Any infection in the urinary system is referred to as a urinary tract infection (UTI). The kidneys, ureters, bladder, and urethra are components of the urinary system. Most infections affect the bladder and urethra, which are parts of the lower urinary system.
Compared to men, women are more likely to get a UTI. An infection that only affects the bladder can be uncomfortable and painful. A UTI, however, can spread to the kidneys and cause major health issues.
Antibiotics are frequently used by medical professionals to treat urinary tract infections. Additionally, you can take measures to reduce your risk of developing a UTI in the first place.

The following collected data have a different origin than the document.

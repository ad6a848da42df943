use super::*;

#[test]
fn parse_infers_int_float_text() {
    assert!(matches!(ParameterValue::parse("7"), ParameterValue::Int(7)));
    assert!(matches!(ParameterValue::parse("-3"), ParameterValue::Int(-3)));
    assert!(matches!(ParameterValue::parse("0.4"), ParameterValue::Float(v) if v == 0.4));
    assert!(matches!(ParameterValue::parse("1e3"), ParameterValue::Float(v) if v == 1000.0));
    assert!(matches!(ParameterValue::parse("7.0"), ParameterValue::Float(v) if v == 7.0));
    assert!(matches!(ParameterValue::parse("euler"), ParameterValue::Text(ref s) if s == "euler"));
    assert!(matches!(ParameterValue::parse("0:(0.65)"), ParameterValue::Text(_)));
}

#[test]
fn numeric_values_sort_before_text() {
    let mut values = vec![
        ParameterValue::from("b"),
        ParameterValue::from(10i64),
        ParameterValue::from("a"),
        ParameterValue::from(2.5),
        ParameterValue::from(-1i64),
    ];
    values.sort();
    let labels: Vec<String> = values.iter().map(ParameterValue::label).collect();
    assert_eq!(labels, vec!["-1", "2.5", "10", "a", "b"]);
}

#[test]
fn numeric_text_sorts_numerically_not_lexically() {
    let mut values: Vec<ParameterValue> = ["10", "9", "0.5", "100"]
        .into_iter()
        .map(ParameterValue::parse)
        .collect();
    values.sort();
    let labels: Vec<String> = values.iter().map(ParameterValue::label).collect();
    assert_eq!(labels, vec!["0.5", "9", "10", "100"]);
}

#[test]
fn int_and_float_with_same_magnitude_are_equal() {
    assert_eq!(ParameterValue::Int(2), ParameterValue::Float(2.0));
    let set: std::collections::BTreeSet<_> =
        [ParameterValue::Int(2), ParameterValue::Float(2.0)].into();
    assert_eq!(set.len(), 1);
}

#[test]
fn sort_is_stable_for_equal_duplicates() {
    let mut values = vec![
        (ParameterValue::Int(1), "first"),
        (ParameterValue::from("x"), "text"),
        (ParameterValue::Float(1.0), "second"),
    ];
    values.sort_by(|a, b| a.0.cmp(&b.0));
    let tags: Vec<&str> = values.iter().map(|(_, t)| *t).collect();
    assert_eq!(tags, vec!["first", "second", "text"]);
}

#[test]
fn labels_keep_float_shape() {
    assert_eq!(ParameterValue::Float(7.0).label(), "7.0");
    assert_eq!(ParameterValue::Float(0.65).label(), "0.65");
    assert_eq!(ParameterValue::Int(7).label(), "7");
}

#[test]
fn numeric_token_check_accepts_float_literals_only() {
    assert!(is_numeric_token("42"));
    assert!(is_numeric_token("0.5"));
    assert!(!is_numeric_token("v2"));
    assert!(!is_numeric_token(""));
}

Not all UTIs result in symptoms. When they do, they might consist of:
an intense urge to urinate that persists
a scorching sensation during urination
passing little volumes of urine frequently
Clear-looking cloudy urine
Red, bright pink, or cola-colored pee are indications that there is blood in the urine.
urine that smells strongly
Women who experience pelvic pain typically experience it in the center of the pelvis and near the pubic bone.

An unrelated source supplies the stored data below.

use super::*;

#[test]
fn fps_rejects_zero_parts() {
    assert!(Fps::new(0, 1).is_err());
    assert!(Fps::new(24, 0).is_err());
    assert!(Fps::integer(30).is_ok());
}

#[test]
fn fps_ffmpeg_rate_formats() {
    assert_eq!(Fps::integer(24).unwrap().to_ffmpeg_rate(), "24");
    assert_eq!(Fps::new(30000, 1001).unwrap().to_ffmpeg_rate(), "30000/1001");
    assert!((Fps::new(30000, 1001).unwrap().as_f64() - 29.97).abs() < 0.01);
}

#[test]
fn canvas_even_rounds_up_odd_sides_only() {
    let c = Canvas {
        width: 415,
        height: 200,
    }
    .even();
    assert_eq!(
        c,
        Canvas {
            width: 416,
            height: 200
        }
    );
}

#[test]
fn pixel_rect_overlap_is_exclusive_at_edges() {
    let a = PixelRect {
        x: 0,
        y: 0,
        width: 10,
        height: 10,
    };
    let touching = PixelRect {
        x: 10,
        y: 0,
        width: 10,
        height: 10,
    };
    let inside = PixelRect {
        x: 5,
        y: 5,
        width: 2,
        height: 2,
    };
    assert!(!a.overlaps(touching));
    assert!(a.overlaps(inside));
    assert_eq!(a.center_x(), 5);
    assert_eq!(inside.bottom(), 7);
}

UTIs in older persons may go unnoticed or be confused with other illnesses.
The most common cause of UTIs is when bacteria enter the urinary tract via the urethra and start to proliferate in the bladder. It is the purpose of the urinary system to keep bacteria out. But sometimes the defenses fall apart. If that occurs, germs may establish a foothold and develop into a serious infection in the urinary system.
The majority of women experience the most typical UTIs, which damage the bladder and urethra.
A bladder infection. Escherichia coli typically causes this type of UTI (E. coli). A prevalent form of bacteria in the gastrointestinal (GI) tract is E. coli. But occasionally, other microbes are to blame.
Although you don’t have to be sexually active to get a bladder infection, having sex can certainly cause one. Due to the anatomy of women, they are all susceptible to bladder infections. The urethra is near the anus in females. Additionally, the bladder is close to the urethral entrance. This facilitates the entry of microorganisms around the anus into the urethra and subsequent passage to the bladder.
A urethral infection. Anus to urethra transmission of GI bacteria can result in this kind of UTI. Sexually transmitted infections can also result in an infection of the urethra. They include mycoplasma, chlamydia, gonorrhea, and herpes. Women’s urethras are located close to the vagina, which makes this possible.